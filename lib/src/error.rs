//! Error type shared by all the codec operations.
use nix::errno::Errno;
use thiserror::Error;

use crate::ioctl::{
    DqBufError, ExtCtrlError, GCropError, GFmtError, MmapError, QBufError, QueryBufError,
    QueryCapError, ReqbufsError, SCtrlError, StreamOffError, StreamOnError,
};

/// Result of a codec operation.
///
/// Every variant maps to a stable negative code through [`VideoError::code`], which is what the C
/// operation tables return.
#[derive(Debug, Error)]
pub enum VideoError {
    #[error("bad parameter: {0}")]
    BadParam(&'static str),
    #[error("failed to initialize device: {0}")]
    Init(String),
    #[error("requested {requested} buffers, device granted {granted}")]
    NoMem { requested: u32, granted: u32 },
    #[error("device call failed: {0}")]
    ApiFail(Errno),
    #[error("failed to map plane: {0}")]
    MapFail(Errno),
    #[error("no buffer available")]
    NoBuffers,
    #[error("poll failed: {0}")]
    Poll(Errno),
    #[error("buffer size does not match the stream resolution")]
    WrongBufferSize,
}

impl VideoError {
    /// Code of the error on the C boundary. Success is reported as `0` there.
    pub fn code(&self) -> i32 {
        match self {
            VideoError::BadParam(_) => -1,
            VideoError::Init(_) => -2,
            VideoError::NoMem { .. } => -3,
            VideoError::ApiFail(_) => -4,
            VideoError::MapFail(_) => -5,
            VideoError::NoBuffers => -6,
            VideoError::Poll(_) => -7,
            VideoError::WrongBufferSize => -8,
        }
    }
}

pub type VideoResult<T> = Result<T, VideoError>;

macro_rules! impl_api_fail {
    ($($err:ty),* $(,)?) => {
        $(
            impl From<$err> for VideoError {
                fn from(err: $err) -> Self {
                    VideoError::ApiFail(err.into())
                }
            }
        )*
    };
}

impl_api_fail!(
    DqBufError,
    ExtCtrlError,
    GCropError,
    GFmtError,
    QBufError,
    QueryBufError,
    ReqbufsError,
    SCtrlError,
    StreamOffError,
    StreamOnError,
);

impl From<MmapError> for VideoError {
    fn from(err: MmapError) -> Self {
        VideoError::MapFail(err.into())
    }
}

impl From<QueryCapError> for VideoError {
    fn from(err: QueryCapError) -> Self {
        VideoError::Init(err.to_string())
    }
}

### What the task requires
An exact restatement of all the entries above is needed.

### Exercise answer
filename lib/src/error.rs
//! Error type shared by all the codec operations.
use nix::errno::Errno;
use thiserror::Error;

use crate::ioctl::{
    DqBufError, ExtCtrlError, GCropError, GFmtError, MmapError, QBufError, QueryBufError,
    QueryCapError, ReqbufsError, SCtrlError, StreamOffError, StreamOnError,
};

/// Result of a codec operation.
///
/// Every variant maps to a stable negative code through [`VideoError::code`], which is what the C
/// operation tables return.
#[derive(Debug, Error)]
pub enum VideoError {
    #[error("bad parameter: {0}")]
    BadParam(&'static str),
    #[error("failed to initialize device: {0}")]
    Init(String),
    #[error("requested {requested} buffers, device granted {granted}")]
    NoMem { requested: u32, granted: u32 },
    #[error("device call failed: {0}")]
    ApiFail(Errno),
    #[error("failed to map plane: {0}")]
    MapFail(Errno),
    #[error("no buffer available")]
    NoBuffers,
    #[error("poll failed: {0}")]
    Poll(Errno),
    #[error("buffer size does not match the stream resolution")]
    WrongBufferSize,
}

impl VideoError {
    /// Code of the error on the C boundary. Success is reported as `0` there.
    pub fn code(&self) -> i32 {
        match self {
            VideoError::BadParam(_) => -1,
            VideoError::Init(_) => -2,
            VideoError::NoMem { .. } => -3,
            VideoError::ApiFail(_) => -4,
            VideoError::MapFail(_) => -5,
            VideoError::NoBuffers => -6,
            VideoError::Poll(_) => -7,
            VideoError::WrongBufferSize => -8,
        }
    }
}

pub type VideoResult<T> = Result<T, VideoError>;

macro_rules! impl_api_fail {
    ($($err:ty),* $(,)?) => {
        $(
            impl From<$err> for VideoError {
                fn from(err: $err) -> Self {
                    VideoError::ApiFail(err.into())
                }
            }
        )*
    };
}

impl_api_fail!(
    DqBufError,
    ExtCtrlError,
    GCropError,
    GFmtError,
    QBufError,
    QueryBufError,
    ReqbufsError,
    SCtrlError,
    StreamOffError,
    StreamOnError,
);

impl From<MmapError> for VideoError {
    fn from(err: MmapError) -> Self {
        VideoError::MapFail(err.into())
    }
}

impl From<QueryCapError> for VideoError {
    fn from(err: QueryCapError) -> Self {
        VideoError::Init(err.to_string())
    }
}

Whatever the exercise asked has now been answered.